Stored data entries
//! Cursor movement for keyboard navigation.

use crossterm::event::KeyCode;
use rewind_tictactoe::Position;

/// Moves the board cursor with the arrow keys, stopping at the edges.
pub fn move_cursor(cursor: Position, key: KeyCode) -> Position {
    let (row, col) = (cursor.row(), cursor.col());

    let (row, col) = match key {
        KeyCode::Left => (row, col.saturating_sub(1)),
        KeyCode::Right => (row, (col + 1).min(2)),
        KeyCode::Up => (row.saturating_sub(1), col),
        KeyCode::Down => ((row + 1).min(2), col),
        _ => (row, col),
    };

    Position::from_index(row * 3 + col).unwrap_or(cursor)
}

/// Maps the keys `1`-`9` to cells, reading the board like a phone keypad.
pub fn digit_cell(c: char) -> Option<Position> {
    let digit = c.to_digit(10)? as usize;
    digit.checked_sub(1).and_then(Position::from_index)
}

#[cfg(test)]
mod tests {
    use super::*;

    #[test]
    fn test_moves_within_board() {
        assert_eq!(move_cursor(Position::Center, KeyCode::Left), Position::MiddleLeft);
        assert_eq!(move_cursor(Position::Center, KeyCode::Right), Position::MiddleRight);
        assert_eq!(move_cursor(Position::Center, KeyCode::Up), Position::TopCenter);
        assert_eq!(move_cursor(Position::Center, KeyCode::Down), Position::BottomCenter);
    }

    #[test]
    fn test_stops_at_edges() {
        assert_eq!(move_cursor(Position::TopLeft, KeyCode::Left), Position::TopLeft);
        assert_eq!(move_cursor(Position::TopLeft, KeyCode::Up), Position::TopLeft);
        assert_eq!(move_cursor(Position::BottomRight, KeyCode::Right), Position::BottomRight);
        assert_eq!(move_cursor(Position::BottomRight, KeyCode::Down), Position::BottomRight);
    }

    #[test]
    fn test_other_keys_do_nothing() {
        assert_eq!(move_cursor(Position::Center, KeyCode::Enter), Position::Center);
    }

    #[test]
    fn test_digit_cells() {
        assert_eq!(digit_cell('1'), Some(Position::TopLeft));
        assert_eq!(digit_cell('9'), Some(Position::BottomRight));
        assert_eq!(digit_cell('0'), None);
        assert_eq!(digit_cell('a'), None);
    }
}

_Activity_:
Look over the records above, and wherever a line contains the string "Some", copy that line.

_Reply_:
        assert_eq!(digit_cell('1'), Some(Position::TopLeft));
        assert_eq!(digit_cell('9'), Some(Position::BottomRight));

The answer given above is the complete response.